### [Task statement]
Report every line of the data that includes "auth".

### [Listed records]
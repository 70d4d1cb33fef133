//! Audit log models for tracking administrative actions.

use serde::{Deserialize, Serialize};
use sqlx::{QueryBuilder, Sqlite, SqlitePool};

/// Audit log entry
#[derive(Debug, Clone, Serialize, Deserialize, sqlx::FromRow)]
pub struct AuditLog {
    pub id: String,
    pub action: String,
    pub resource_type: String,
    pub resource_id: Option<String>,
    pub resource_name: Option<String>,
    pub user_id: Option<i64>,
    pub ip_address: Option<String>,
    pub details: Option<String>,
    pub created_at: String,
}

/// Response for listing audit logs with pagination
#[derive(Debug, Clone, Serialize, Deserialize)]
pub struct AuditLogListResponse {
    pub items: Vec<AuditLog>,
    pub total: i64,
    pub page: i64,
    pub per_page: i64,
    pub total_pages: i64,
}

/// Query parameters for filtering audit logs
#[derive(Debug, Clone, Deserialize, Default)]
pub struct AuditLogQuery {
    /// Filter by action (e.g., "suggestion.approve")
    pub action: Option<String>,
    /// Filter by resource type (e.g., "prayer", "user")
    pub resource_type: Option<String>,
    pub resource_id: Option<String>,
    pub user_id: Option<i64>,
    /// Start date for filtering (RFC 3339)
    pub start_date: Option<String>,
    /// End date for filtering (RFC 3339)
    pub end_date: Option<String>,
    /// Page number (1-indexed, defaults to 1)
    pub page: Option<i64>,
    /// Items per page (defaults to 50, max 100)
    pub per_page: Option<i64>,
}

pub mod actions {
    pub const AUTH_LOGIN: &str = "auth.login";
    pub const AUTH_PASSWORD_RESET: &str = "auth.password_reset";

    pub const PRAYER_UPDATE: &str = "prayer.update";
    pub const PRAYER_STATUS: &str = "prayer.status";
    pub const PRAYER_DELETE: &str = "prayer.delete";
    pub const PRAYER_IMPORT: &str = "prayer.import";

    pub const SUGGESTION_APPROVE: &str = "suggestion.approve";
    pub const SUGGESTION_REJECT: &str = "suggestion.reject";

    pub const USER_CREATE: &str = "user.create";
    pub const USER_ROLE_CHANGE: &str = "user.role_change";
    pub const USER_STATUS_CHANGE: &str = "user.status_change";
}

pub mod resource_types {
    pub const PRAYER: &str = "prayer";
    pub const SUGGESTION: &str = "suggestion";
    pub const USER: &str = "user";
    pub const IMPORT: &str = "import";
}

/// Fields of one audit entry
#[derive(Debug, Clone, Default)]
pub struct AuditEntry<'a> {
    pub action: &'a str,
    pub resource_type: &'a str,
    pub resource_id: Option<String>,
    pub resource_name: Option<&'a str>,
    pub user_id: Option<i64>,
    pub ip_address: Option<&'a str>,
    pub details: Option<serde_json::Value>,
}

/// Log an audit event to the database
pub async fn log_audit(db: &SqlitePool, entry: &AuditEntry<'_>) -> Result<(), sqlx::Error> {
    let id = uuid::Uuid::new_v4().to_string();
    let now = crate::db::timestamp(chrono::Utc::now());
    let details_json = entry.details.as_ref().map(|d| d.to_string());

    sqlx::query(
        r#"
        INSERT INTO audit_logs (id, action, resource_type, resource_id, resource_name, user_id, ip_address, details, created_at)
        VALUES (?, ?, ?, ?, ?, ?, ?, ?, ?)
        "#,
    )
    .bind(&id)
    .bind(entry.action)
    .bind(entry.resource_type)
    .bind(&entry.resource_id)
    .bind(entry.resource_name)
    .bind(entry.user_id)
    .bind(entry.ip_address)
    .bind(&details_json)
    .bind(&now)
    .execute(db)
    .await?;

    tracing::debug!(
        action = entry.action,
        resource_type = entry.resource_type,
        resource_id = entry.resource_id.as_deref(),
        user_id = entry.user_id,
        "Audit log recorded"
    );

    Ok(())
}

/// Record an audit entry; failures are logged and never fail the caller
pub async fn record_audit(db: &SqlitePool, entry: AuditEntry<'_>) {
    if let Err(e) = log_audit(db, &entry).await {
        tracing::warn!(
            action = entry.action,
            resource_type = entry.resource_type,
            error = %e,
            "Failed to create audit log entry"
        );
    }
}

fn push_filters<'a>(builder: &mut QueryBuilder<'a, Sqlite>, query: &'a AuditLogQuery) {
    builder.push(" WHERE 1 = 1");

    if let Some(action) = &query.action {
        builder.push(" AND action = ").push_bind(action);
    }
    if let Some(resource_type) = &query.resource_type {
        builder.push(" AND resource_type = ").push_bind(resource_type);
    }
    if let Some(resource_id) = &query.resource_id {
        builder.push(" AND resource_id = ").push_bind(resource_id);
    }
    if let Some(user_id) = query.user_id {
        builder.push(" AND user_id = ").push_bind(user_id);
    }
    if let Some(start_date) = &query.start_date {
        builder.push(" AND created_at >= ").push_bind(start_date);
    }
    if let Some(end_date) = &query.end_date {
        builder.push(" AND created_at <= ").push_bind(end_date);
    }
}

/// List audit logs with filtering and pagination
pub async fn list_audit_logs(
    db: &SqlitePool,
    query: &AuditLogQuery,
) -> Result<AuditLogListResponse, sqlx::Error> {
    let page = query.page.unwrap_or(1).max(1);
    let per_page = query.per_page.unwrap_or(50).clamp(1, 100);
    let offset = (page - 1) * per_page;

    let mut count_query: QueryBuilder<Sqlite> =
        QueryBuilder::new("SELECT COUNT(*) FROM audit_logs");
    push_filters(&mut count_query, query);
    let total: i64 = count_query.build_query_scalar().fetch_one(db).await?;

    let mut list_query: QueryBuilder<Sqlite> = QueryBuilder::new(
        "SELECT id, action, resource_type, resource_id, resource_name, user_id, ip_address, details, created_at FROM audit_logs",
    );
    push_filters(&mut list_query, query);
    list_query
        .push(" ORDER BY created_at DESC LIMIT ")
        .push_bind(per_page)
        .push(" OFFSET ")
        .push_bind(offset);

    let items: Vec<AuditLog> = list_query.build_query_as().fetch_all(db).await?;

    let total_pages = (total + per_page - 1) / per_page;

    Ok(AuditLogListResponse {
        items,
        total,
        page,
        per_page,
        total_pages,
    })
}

### [Answer]
    pub const AUTH_LOGIN: &str = "auth.login";
    pub const AUTH_PASSWORD_RESET: &str = "auth.password_reset";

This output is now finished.